Personal information
- Date of birth: November 11, 1969 (age 56)
- Place of birth: New York, New York, U.S.
- Height: 5 ft 11 in (1.80 m)
- Position: Midfielder

Youth career
- 1988–1991: Columbia Lions

Senior career*
- Years: Team / Apps / (Gls)
- 1994–1997: Long Island Rough Riders
- 1996: → MetroStars (loan) / 1 / (0)

International career
- 1989: US U-20

= Martin Munnelly =

American soccer player

Martin Munnelly (born November 11, 1969) is an American retired soccer midfielder who played professionally in Major League Soccer and the USISL.

==Youth==
Munnelly graduated from Chaminade High School. He then attended the Columbia University, playing on the men's soccer team from 1988 to 1991

==Professional==
In 1994, Munnelly signed with the Long Island Rough Riders of the USISL. In 1995, Munnelly and his teammates won the USISL championship. On June 26, 1996, he went on loan to the MetroStars of Major League Soccer for one game.
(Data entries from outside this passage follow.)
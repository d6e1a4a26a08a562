//! Application state management.

use anyhow::{Context, Result};
use ipmi_exporter_core::{exposition, Collector};
use prometheus::{GaugeVec, Opts, Registry};
use tracing::{debug, info};

use crate::config::Config;

/// State shared by all HTTP handlers.
pub struct AppState {
    collector: Collector,
    /// Metrics that do not change between scrapes.
    static_metrics: Registry,
    metrics_path: String,
}

impl AppState {
    /// Creates the application state from configuration.
    pub fn new(config: &Config) -> Result<Self> {
        let collector = Collector::new(config.ipmi.path.clone(), config.timeout())
            .with_registry(config.registry());

        for sensor in collector.registry().sensors() {
            info!(
                "Raw sensor {} enabled ({} {})",
                sensor.name(),
                config.ipmi.path,
                sensor.command()
            );
        }

        Ok(Self {
            collector,
            static_metrics: build_info_registry().context("Failed to register build info")?,
            metrics_path: config.web.path.clone(),
        })
    }

    /// Returns the path metrics are served under.
    pub fn metrics_path(&self) -> &str {
        &self.metrics_path
    }

    /// Polls ipmitool and renders the text exposition.
    pub async fn scrape(&self) -> ipmi_exporter_core::Result<Vec<u8>> {
        let observations = self.collector.collect().await;
        debug!("Scrape produced {} observations", observations.len());

        let mut families = exposition::gather(&observations)?;
        families.extend(self.static_metrics.gather());
        exposition::encode(&families)
    }
}

/// Registers `ipmi_exporter_build_info{version} 1`.
fn build_info_registry() -> prometheus::Result<Registry> {
    let registry = Registry::new();
    let build_info = GaugeVec::new(
        Opts::new(
            "ipmi_exporter_build_info",
            "A metric with a constant '1' value labeled by the version ipmi_exporter was built from",
        ),
        &["version"],
    )?;
    build_info
        .with_label_values(&[env!("CARGO_PKG_VERSION")])
        .set(1.0);
    registry.register(Box::new(build_info))?;
    Ok(registry)
}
The Rough Riders released Munnelly on July 10, 1997.

Now he works as a Sophomore World History Teacher and Junior American History Teacher at his old High School, Chaminade.

==International==
In 1989, Munnelly was a member of the United States men's national under-20 soccer team which placed fourth at the 1989 FIFA World Youth Championship.